Exporting a signer certificate from WebSphere Application Server for z/OS to a truststore

You can export a signer certificate, which is also called a certificate authority (CA) certificate, from WebSphere® Application Server for z/OS® to a truststore.

Before you begin

WebSphere Application Server, WebSphere Application Server Network Deployment, or WebSphere Application Server Express® can use the certificate in the truststore.

Procedure

  1. Export the z/OS® signer certificate to a data set by issuing the following Resource Access Control Facility (RACF®) command as a super user using Time Sharing Option (TSO) option 6: 
    RACDCERT CERTAUTH EXPORT(LABEL('signer_certificate')) DSN('mvs.dataset')FORMAT(CERTDER)
    The signer_certificate variable is the RACF label name of the certificate that is used by the cell.
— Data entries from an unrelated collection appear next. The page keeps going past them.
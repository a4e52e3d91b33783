//! units — dimensions, quantities and the unit catalog.
//!
//! Purpose
//! -------
//! Provide unit-checked physical-quantity arithmetic: numbers (real or
//! complex, scalar or 1-D array) tagged with an exponent vector over the
//! eight base units, combined under the usual dimensional rules. This is the
//! foundation the `arrays` and `integrate` layers build on.
//!
//! Key behaviors
//! -------------
//! - [`dimension`]: the [`Dimension`] exponent vector, its algebra and its
//!   `kg*m/s**2`-style rendering.
//! - [`magnitude`]: the [`Magnitude`] payload union with broadcasting kernels
//!   and the [`Truth`] comparison outcome.
//! - [`operand`]: [`Operand`], the "bare number or quantity" argument type,
//!   and its promotion rule.
//! - [`quantity`]: [`Quantity`] with arithmetic, comparisons, conversions and
//!   formatting.
//! - [`catalog`] and [`constants`]: named units (`km`, `N`, `kft`) and
//!   physical constants as ready-made quantities.
//! - [`format`]: [`FormatOptions`] and number rendering.
//!
//! Invariants & assumptions
//! ------------------------
//! - Dimensions compare by exact equality of their `f64` exponents; every
//!   exponent produced by catalog units and integral powers is exact.
//! - Quantities store their payload in SI units of their dimension; labels
//!   are for display only.
//! - All values are immutable; the catalog is built once and never mutated.
//!
//! Conventions
//! -----------
//! - Fallible operations are named methods returning [`QuantityResult`];
//!   only infallible scalar scaling (`f64 * &q`, `&q * f64`, `&q / f64`,
//!   `-&q`) is exposed through `std::ops`.
//! - Arithmetic never unwraps dimensionless results implicitly; callers use
//!   [`Quantity::unwrap_dimensionless`] or `to_scalar`.
//!
//! Downstream usage
//! ----------------
//! - Build quantities from the catalog, then combine them:
//!
//!   ```
//!   use rust_quantities::units::catalog;
//!
//!   let altitude = 20.0 * &catalog::unit("kft").unwrap();
//!   assert_eq!(altitude.format(), "6.096E+03  m [PHYS]");
//!   assert_eq!(altitude.format_as("km").unwrap(), "6.096 km");
//!   assert!(altitude.add(catalog::unit("s").unwrap()).is_err());
//!   ```
//!
//! Testing notes
//! -------------
//! - Each submodule carries its own unit tests; the integration test in
//!   `tests/` exercises the catalog together with `DataArray`.

pub mod catalog;
pub mod constants;
pub mod dimension;
pub mod errors;
pub mod format;
pub mod magnitude;
pub mod operand;
pub mod quantity;

// ---- Re-exports (primary public surface) ----------------------------------

pub use self::dimension::{BaseUnit, Dimension, N_BASE_UNITS};
pub use self::errors::{QuantityError, QuantityResult};
pub use self::format::{DISPLAY_DIGITS, FormatOptions};
pub use self::magnitude::{Magnitude, Truth};
pub use self::operand::Operand;
pub use self::quantity::Quantity;

pub mod prelude {
    pub use super::{
        BaseUnit, Dimension, FormatOptions, Magnitude, Operand, Quantity, QuantityError,
        QuantityResult, Truth, catalog,
    };
}
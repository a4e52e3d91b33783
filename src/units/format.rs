//! units::format — display options and number rendering for quantities.
//!
//! Purpose
//! -------
//! Turn magnitudes into short, readable strings. Scalars switch between
//! fixed-point and scientific notation depending on their magnitude; arrays
//! are printed with a fixed number of decimals.
//!
//! Key behaviors
//! -------------
//! - [`FormatOptions`] bundles the display precision, the scientific-notation
//!   threshold and the unit prefix/suffix, with a validated constructor.
//! - [`display_number`] renders one real number; [`display_magnitude`]
//!   renders any payload kind.
//!
//! Conventions
//! -----------
//! - Fixed point is used when `10^-t <= |v| < 10^t` (`t` = exponent
//!   threshold), scientific notation otherwise, both with `display_digits`
//!   decimals.
//! - Scientific exponents carry an explicit sign and at least two digits
//!   (`6.096E+03`, `1.000E-05`).
//! - Complex scalars print as `(<re> + <im>j)`.

use crate::units::{
    errors::{QuantityError, QuantityResult},
    magnitude::Magnitude,
};
use num_complex::Complex64;

/// Default number of decimals shown for a quantity.
pub const DISPLAY_DIGITS: usize = 3;

/// Separator between a number and its unit expression.
pub const UNIT_PREFIX: &str = "  ";

/// Marker appended after the unit expression of a quantity.
pub const UNIT_SUFFIX: &str = " [PHYS]";

/// Largest precision accepted by [`FormatOptions::new`].
const MAX_DISPLAY_DIGITS: usize = 17;

/// `FormatOptions` — how quantities are turned into strings.
///
/// Fields
/// ------
/// - `display_digits`: decimals shown in both notations.
/// - `exp_threshold`: decimal exponent beyond which scientific notation is
///   used (defaults to `display_digits`).
/// - `unit_prefix` / `unit_suffix`: text around the unit expression.
#[derive(Debug, Clone, PartialEq)]
pub struct FormatOptions {
    pub display_digits: usize,
    pub exp_threshold: usize,
    pub unit_prefix: String,
    pub unit_suffix: String,
}

impl FormatOptions {
    /// Construct validated display options.
    ///
    /// # Rules
    /// - `display_digits` must be at most 17 (the useful precision of `f64`).
    /// - `exp_threshold` defaults to `display_digits` and must be at most 300.
    ///
    /// # Errors
    /// - [`QuantityError::InvalidFormatOption`] when either bound is violated.
    pub fn new(display_digits: usize, exp_threshold: Option<usize>) -> QuantityResult<Self> {
        if display_digits > MAX_DISPLAY_DIGITS {
            return Err(QuantityError::InvalidFormatOption {
                value: display_digits,
                reason: "display digits must be at most 17.",
            });
        }
        let exp_threshold = exp_threshold.unwrap_or(display_digits);
        if exp_threshold > 300 {
            return Err(QuantityError::InvalidFormatOption {
                value: exp_threshold,
                reason: "exponent threshold must be at most 300.",
            });
        }
        Ok(Self {
            display_digits,
            exp_threshold,
            unit_prefix: UNIT_PREFIX.to_string(),
            unit_suffix: UNIT_SUFFIX.to_string(),
        })
    }
}

impl Default for FormatOptions {
    fn default() -> Self {
        Self {
            display_digits: DISPLAY_DIGITS,
            exp_threshold: DISPLAY_DIGITS,
            unit_prefix: UNIT_PREFIX.to_string(),
            unit_suffix: UNIT_SUFFIX.to_string(),
        }
    }
}

/// Render a real number with the fixed/scientific switch.
pub fn display_number(value: f64, opts: &FormatOptions) -> String {
    if value.is_nan() {
        return "nan".to_string();
    }
    if value.is_infinite() {
        return if value > 0.0 { "inf".to_string() } else { "-inf".to_string() };
    }

    let limit = 10f64.powi(opts.exp_threshold as i32);
    let magnitude = value.abs();
    if magnitude >= limit || magnitude < 1.0 / limit {
        scientific(value, opts.display_digits)
    } else {
        format!("{value:.prec$}", prec = opts.display_digits)
    }
}

/// Render a complex number as `(<re> + <im>j)`.
pub fn display_complex(value: Complex64, opts: &FormatOptions) -> String {
    format!("({} + {}j)", display_number(value.re, opts), display_number(value.im, opts))
}

/// Render any payload: scalars through [`display_number`] /
/// [`display_complex`], arrays as `[v0 v1 ...]` with fixed decimals.
pub fn display_magnitude(magnitude: &Magnitude, opts: &FormatOptions) -> String {
    let prec = opts.display_digits;
    match magnitude {
        Magnitude::Real(v) => display_number(*v, opts),
        Magnitude::Complex(c) => display_complex(*c, opts),
        Magnitude::RealArray(a) => {
            let items: Vec<String> = a.iter().map(|v| format!("{v:.prec$}")).collect();
            format!("[{}]", items.join(" "))
        }
        Magnitude::ComplexArray(a) => {
            let items: Vec<String> =
                a.iter().map(|c| format!("{:.prec$}{:+.prec$}j", c.re, c.im)).collect();
            format!("[{}]", items.join(" "))
        }
    }
}

/// `d.dddE±XX` with `digits` decimals in the mantissa.
fn scientific(value: f64, digits: usize) -> String {
    let raw = format!("{value:.digits$E}");
    match raw.split_once('E') {
        Some((mantissa, exp)) => {
            let exp: i32 = exp.parse().unwrap_or(0);
            let sign = if exp < 0 { '-' } else { '+' };
            format!("{mantissa}E{sign}{:02}", exp.abs())
        }
        None => raw,
    }
}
The signer_certificate can have either a Base64-encoded ASCII data type or a Binary DER data type. The mvs.dataset variable is the data set name to which the certificate is exported. You do not need to pre-allocate this data set because it is created by RACF.
  2. From a command line on the non-z/OS platform server, type cd and change to the following directory: 
    $[USER_INSTALL_ROOT}/config/cells/<cell_name>/nodes/<node_name>
  3. From an FTP prompt on the non-z/OS platform server, type bin to change to binary mode.
  4. From an FTP prompt on the non-z/OS platform server, type the following command: 
    get 'mvs.dataset' signer_certificate
  5. On the non-z/OS platform server, change to the install_root/bin directory and start the iKeyman utility, which is called ikeyman.bat for Windows or ikeyman.sh for UNIX. Within the iKeyman utility, open the server truststore.
    The default server truststore is called the trust.p12 file. The file is located in the ${USER_INSTALL_ROOT}/config/cells/<cell_name>/nodes/<node_name>/ directory. The default password is WebAS.
  6. Add your exported signer certificate to the server truststore using the iKeyman utility. Complete the following steps to add your exported signer certificate:
    1. Select Signer certificates from the menu.
    2. Select the correct data type. The signer certificate can have either a Base64-encoded ASCII data type or a Binary DER data type.
    3. Specify the fully qualified path and file name of the signer certificate.
  7. Within the iKeyman utility, open the client truststore.
    The default client truststore is called the trust.p12 file. The file is located in the ${USER_INSTALL_ROOT}/etc/ directory. The default password is WebAS.
  8. Add your exported signer certificate to the client truststore using the iKeyman utility. Complete the following steps to add your exported signer certificate:
    1. Select Signer certificates from the menu.
    2. Select the correct data type. The signer certificate can have either a Base64-encoded ASCII data type or a Binary DER data type.
    3. Specify the fully qualified path and file name of the signer certificate.
  9. Restart the server process to use the new signer certificates.

What to do next

After completing these steps, you can use the exported signer certificates with the WebSphere Application Server, WebSphere Application Server Network Deployment, or WebSphere Application Server Express products.